(Dataset records)
· · · ·

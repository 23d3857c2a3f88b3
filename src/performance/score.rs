/// 性能评分
///
/// 把设备能力映射为 0-100 的加权评分。权重：图形加速30、内存25、
/// CPU核心20、网络15、电源10。满分恰好为100。

use adaptive_motion_hardware::{DeviceCapabilities, NetworkClass};
use serde::{Deserialize, Serialize};

pub const MAX_SCORE: u8 = 100;

/// 各维度得分
#[derive(Debug, Clone, Copy, PartialEq, Eq, Serialize, Deserialize)]
pub struct ScoreBreakdown {
    pub graphics: u8,
    pub memory: u8,
    pub cores: u8,
    pub network: u8,
    pub power: u8,
}

impl ScoreBreakdown {
    pub fn evaluate(caps: &DeviceCapabilities) -> Self {
        Self {
            graphics: graphics_points(caps.has_graphics_acceleration),
            memory: memory_points(caps.memory_estimate_gb),
            cores: core_points(caps.logical_cores),
            network: network_points(caps.network_class),
            power: power_points(caps.has_sufficient_power),
        }
    }

    /// 总分，截断到 [0, 100]
    pub fn total(&self) -> u8 {
        let sum = self.graphics as u16
            + self.memory as u16
            + self.cores as u16
            + self.network as u16
            + self.power as u16;
        sum.min(MAX_SCORE as u16) as u8
    }
}

/// 计算性能评分
pub fn performance_score(caps: &DeviceCapabilities) -> u8 {
    ScoreBreakdown::evaluate(caps).total()
}

fn graphics_points(accelerated: bool) -> u8 {
    if accelerated {
        30
    } else {
        0
    }
}

fn memory_points(gb: f32) -> u8 {
    if gb >= 8.0 {
        25
    } else if gb >= 6.0 {
        20
    } else if gb >= 4.0 {
        15
    } else {
        10
    }
}

fn core_points(cores: u32) -> u8 {
    match cores {
        8.. => 20,
        4..=7 => 15,
        2..=3 => 10,
        _ => 5,
    }
}

fn network_points(network: NetworkClass) -> u8 {
    match network {
        NetworkClass::Wifi | NetworkClass::FourG => 15,
        NetworkClass::ThreeG => 10,
        NetworkClass::TwoG => 5,
        // 未知连接按良好处理
        NetworkClass::Unknown => 12,
    }
}

fn power_points(sufficient: bool) -> u8 {
    if sufficient {
        10
    } else {
        5
    }
}

#[cfg(test)]
mod tests {
    use super::*;
    use proptest::prelude::*;

    fn caps(gpu: bool, memory: f32, cores: u32, network: NetworkClass, power: bool) -> DeviceCapabilities {
        DeviceCapabilities {
            has_graphics_acceleration: gpu,
            memory_estimate_gb: memory,
            logical_cores: cores,
            network_class: network,
            has_sufficient_power: power,
        }
    }

    fn network_strategy() -> impl Strategy<Value = NetworkClass> {
        prop_oneof![
            Just(NetworkClass::Wifi),
            Just(NetworkClass::FourG),
            Just(NetworkClass::ThreeG),
            Just(NetworkClass::TwoG),
            Just(NetworkClass::Unknown),
        ]
    }

    #[test]
    fn test_low_end_device() {
        let breakdown = ScoreBreakdown::evaluate(&caps(false, 4.0, 2, NetworkClass::ThreeG, true));
        assert_eq!(breakdown.graphics, 0);
        assert_eq!(breakdown.memory, 15);
        assert_eq!(breakdown.cores, 10);
        assert_eq!(breakdown.network, 10);
        assert_eq!(breakdown.power, 10);
        assert_eq!(breakdown.total(), 45);
    }

    #[test]
    fn test_flagship_device() {
        assert_eq!(performance_score(&caps(true, 16.0, 8, NetworkClass::Wifi, true)), 100);
    }

    #[test]
    fn test_worst_device() {
        assert_eq!(performance_score(&caps(false, 1.0, 1, NetworkClass::TwoG, false)), 25);
    }

    #[test]
    fn test_unknown_network_is_optimistic() {
        let unknown = performance_score(&caps(true, 8.0, 8, NetworkClass::Unknown, true));
        let three_g = performance_score(&caps(true, 8.0, 8, NetworkClass::ThreeG, true));
        assert_eq!(unknown, 97);
        assert!(unknown > three_g);
    }

    #[test]
    fn test_conservative_capabilities_score_medium() {
        assert_eq!(performance_score(&DeviceCapabilities::conservative()), 52);
    }

    proptest! {
        #[test]
        fn score_stays_in_range(
            gpu in any::<bool>(),
            memory in 0.0f32..64.0,
            cores in 0u32..256,
            network in network_strategy(),
            power in any::<bool>(),
        ) {
            let score = performance_score(&caps(gpu, memory, cores, network, power));
            prop_assert!(score <= MAX_SCORE);
            prop_assert!(score >= 25);
        }

        #[test]
        fn score_monotonic_in_memory(
            gpu in any::<bool>(),
            low in 0.0f32..32.0,
            extra in 0.0f32..32.0,
            cores in 0u32..64,
            network in network_strategy(),
            power in any::<bool>(),
        ) {
            let base = performance_score(&caps(gpu, low, cores, network, power));
            let more = performance_score(&caps(gpu, low + extra, cores, network, power));
            prop_assert!(more >= base);
        }

        #[test]
        fn score_monotonic_in_cores(
            gpu in any::<bool>(),
            memory in 0.0f32..32.0,
            low in 0u32..64,
            extra in 0u32..64,
            network in network_strategy(),
            power in any::<bool>(),
        ) {
            let base = performance_score(&caps(gpu, memory, low, network, power));
            let more = performance_score(&caps(gpu, memory, low + extra, network, power));
            prop_assert!(more >= base);
        }

        #[test]
        fn score_monotonic_in_flags(
            memory in 0.0f32..32.0,
            cores in 0u32..64,
            network in network_strategy(),
        ) {
            let without = performance_score(&caps(false, memory, cores, network, false));
            let gpu_only = performance_score(&caps(true, memory, cores, network, false));
            let power_only = performance_score(&caps(false, memory, cores, network, true));
            prop_assert!(gpu_only >= without);
            prop_assert!(power_only >= without);
        }
    }
}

· · · ·

### What you have to do
Find the word "Deserialize" in the entries, then copy out every line that has it.

### Result
use serde::{Deserialize, Serialize};
#[derive(Debug, Clone, Copy, PartialEq, Eq, Serialize, Deserialize)]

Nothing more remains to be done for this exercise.